//! HTTP request builder.

use std::time::Duration;

use horizon_tally_core::logging::targets;
use serde::Serialize;

use super::client::HttpClient;
use super::response::HttpResponse;
use crate::error::Result;

/// HTTP request methods.
#[derive(Clone, Copy, Debug, PartialEq, Eq, Hash)]
pub enum HttpMethod {
    /// HTTP GET method.
    Get,
    /// HTTP POST method.
    Post,
}

impl HttpMethod {
    pub(crate) fn to_reqwest(self) -> reqwest::Method {
        match self {
            Self::Get => reqwest::Method::GET,
            Self::Post => reqwest::Method::POST,
        }
    }
}

impl std::fmt::Display for HttpMethod {
    fn fmt(&self, f: &mut std::fmt::Formatter<'_>) -> std::fmt::Result {
        match self {
            Self::Get => write!(f, "GET"),
            Self::Post => write!(f, "POST"),
        }
    }
}

/// The body of an HTTP request.
#[derive(Clone, Debug, Default)]
pub enum RequestBody {
    /// No body.
    #[default]
    None,
    /// JSON body (serialized from a value).
    Json(serde_json::Value),
}

/// Builder for constructing HTTP requests.
pub struct HttpRequestBuilder {
    client: HttpClient,
    method: HttpMethod,
    url: String,
    headers: http::HeaderMap,
    body: RequestBody,
    timeout: Option<Duration>,
    bearer_token: Option<String>,
}

impl HttpRequestBuilder {
    pub(crate) fn new(client: HttpClient, method: HttpMethod, url: String) -> Self {
        Self {
            client,
            method,
            url,
            headers: http::HeaderMap::new(),
            body: RequestBody::None,
            timeout: None,
            bearer_token: None,
        }
    }

    /// Add a header to the request.
    ///
    /// Invalid names or values are skipped with a warning.
    pub fn header(mut self, name: &str, value: &str) -> Self {
        match (
            http::HeaderName::from_bytes(name.as_bytes()),
            http::HeaderValue::from_str(value),
        ) {
            (Ok(name), Ok(value)) => {
                self.headers.insert(name, value);
            }
            _ => {
                tracing::warn!(target: targets::NET, header = name, "skipping invalid header");
            }
        }
        self
    }

    /// Add multiple headers to the request.
    pub fn headers(mut self, headers: http::HeaderMap) -> Self {
        self.headers.extend(headers);
        self
    }

    /// Set a JSON body from a serializable value.
    pub fn json<T: Serialize>(mut self, body: &T) -> Self {
        match serde_json::to_value(body) {
            Ok(value) => self.body = RequestBody::Json(value),
            Err(e) => {
                tracing::error!(target: targets::NET, "failed to serialize JSON body: {}", e);
            }
        }
        self
    }

    /// Set bearer token authentication.
    pub fn bearer_auth(mut self, token: impl Into<String>) -> Self {
        self.bearer_token = Some(token.into());
        self
    }

    /// Set a timeout for this specific request.
    pub fn timeout(mut self, timeout: Duration) -> Self {
        self.timeout = Some(timeout);
        self
    }

    /// Send the request and wait for the response.
    pub async fn send(self) -> Result<HttpResponse> {
        let url = url::Url::parse(&self.url)?;
        let method = self.method;

        let mut req_builder = self
            .client
            .reqwest_client()
            .request(method.to_reqwest(), url)
            .headers(self.headers);

        if let Some(token) = &self.bearer_token {
            req_builder = req_builder.bearer_auth(token);
        }
        if let Some(timeout) = self.timeout {
            req_builder = req_builder.timeout(timeout);
        }
        match self.body {
            RequestBody::None => {}
            RequestBody::Json(value) => {
                req_builder = req_builder.json(&value);
            }
        }

        let response = req_builder.send().await.inspect_err(|e| {
            tracing::debug!(target: targets::NET, %method, url = %self.url, error = %e, "request failed");
        })?;
        tracing::debug!(
            target: targets::NET,
            %method,
            url = %self.url,
            status = response.status().as_u16(),
            "response received"
        );
        Ok(HttpResponse::from_reqwest(response))
    }
}

impl std::fmt::Debug for HttpRequestBuilder {
    fn fmt(&self, f: &mut std::fmt::Formatter<'_>) -> std::fmt::Result {
        f.debug_struct("HttpRequestBuilder")
            .field("method", &self.method)
            .field("url", &self.url)
            .field("body", &self.body)
            .finish_non_exhaustive()
    }
}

__________

» Task item
Would you restate the records word for word?

» Solution
//! HTTP request builder.

use std::time::Duration;

use horizon_tally_core::logging::targets;
use serde::Serialize;

use super::client::HttpClient;
use super::response::HttpResponse;
use crate::error::Result;

/// HTTP request methods.
#[derive(Clone, Copy, Debug, PartialEq, Eq, Hash)]
pub enum HttpMethod {
    /// HTTP GET method.
    Get,
    /// HTTP POST method.
    Post,
}

impl HttpMethod {
    pub(crate) fn to_reqwest(self) -> reqwest::Method {
        match self {
            Self::Get => reqwest::Method::GET,
            Self::Post => reqwest::Method::POST,
        }
    }
}

impl std::fmt::Display for HttpMethod {
    fn fmt(&self, f: &mut std::fmt::Formatter<'_>) -> std::fmt::Result {
        match self {
            Self::Get => write!(f, "GET"),
            Self::Post => write!(f, "POST"),
        }
    }
}

/// The body of an HTTP request.
#[derive(Clone, Debug, Default)]
pub enum RequestBody {
    /// No body.
    #[default]
    None,
    /// JSON body (serialized from a value).
    Json(serde_json::Value),
}

/// Builder for constructing HTTP requests.
pub struct HttpRequestBuilder {
    client: HttpClient,
    method: HttpMethod,
    url: String,
    headers: http::HeaderMap,
    body: RequestBody,
    timeout: Option<Duration>,
    bearer_token: Option<String>,
}

impl HttpRequestBuilder {
    pub(crate) fn new(client: HttpClient, method: HttpMethod, url: String) -> Self {
        Self {
            client,
            method,
            url,
            headers: http::HeaderMap::new(),
            body: RequestBody::None,
            timeout: None,
            bearer_token: None,
        }
    }

    /// Add a header to the request.
    ///
    /// Invalid names or values are skipped with a warning.
    pub fn header(mut self, name: &str, value: &str) -> Self {
        match (
            http::HeaderName::from_bytes(name.as_bytes()),
            http::HeaderValue::from_str(value),
        ) {
            (Ok(name), Ok(value)) => {
                self.headers.insert(name, value);
            }
            _ => {
                tracing::warn!(target: targets::NET, header = name, "skipping invalid header");
            }
        }
        self
    }

    /// Add multiple headers to the request.
    pub fn headers(mut self, headers: http::HeaderMap) -> Self {
        self.headers.extend(headers);
        self
    }

    /// Set a JSON body from a serializable value.
    pub fn json<T: Serialize>(mut self, body: &T) -> Self {
        match serde_json::to_value(body) {
            Ok(value) => self.body = RequestBody::Json(value),
            Err(e) => {
                tracing::error!(target: targets::NET, "failed to serialize JSON body: {}", e);
            }
        }
        self
    }

    /// Set bearer token authentication.
    pub fn bearer_auth(mut self, token: impl Into<String>) -> Self {
        self.bearer_token = Some(token.into());
        self
    }

    /// Set a timeout for this specific request.
    pub fn timeout(mut self, timeout: Duration) -> Self {
        self.timeout = Some(timeout);
        self
    }

    /// Send the request and wait for the response.
    pub async fn send(self) -> Result<HttpResponse> {
        let url = url::Url::parse(&self.url)?;
        let method = self.method;

        let mut req_builder = self
            .client
            .reqwest_client()
            .request(method.to_reqwest(), url)
            .headers(self.headers);

        if let Some(token) = &self.bearer_token {
            req_builder = req_builder.bearer_auth(token);
        }
        if let Some(timeout) = self.timeout {
            req_builder = req_builder.timeout(timeout);
        }
        match self.body {
            RequestBody::None => {}
            RequestBody::Json(value) => {
                req_builder = req_builder.json(&value);
            }
        }

        let response = req_builder.send().await.inspect_err(|e| {
            tracing::debug!(target: targets::NET, %method, url = %self.url, error = %e, "request failed");
        })?;
        tracing::debug!(
            target: targets::NET,
            %method,
            url = %self.url,
            status = response.status().as_u16(),
            "response received"
        );
        Ok(HttpResponse::from_reqwest(response))
    }
}

impl std::fmt::Debug for HttpRequestBuilder {
    fn fmt(&self, f: &mut std::fmt::Formatter<'_>) -> std::fmt::Result {
        f.debug_struct("HttpRequestBuilder")
            .field("method", &self.method)
            .field("url", &self.url)
            .field("body", &self.body)
            .finish_non_exhaustive()
    }
}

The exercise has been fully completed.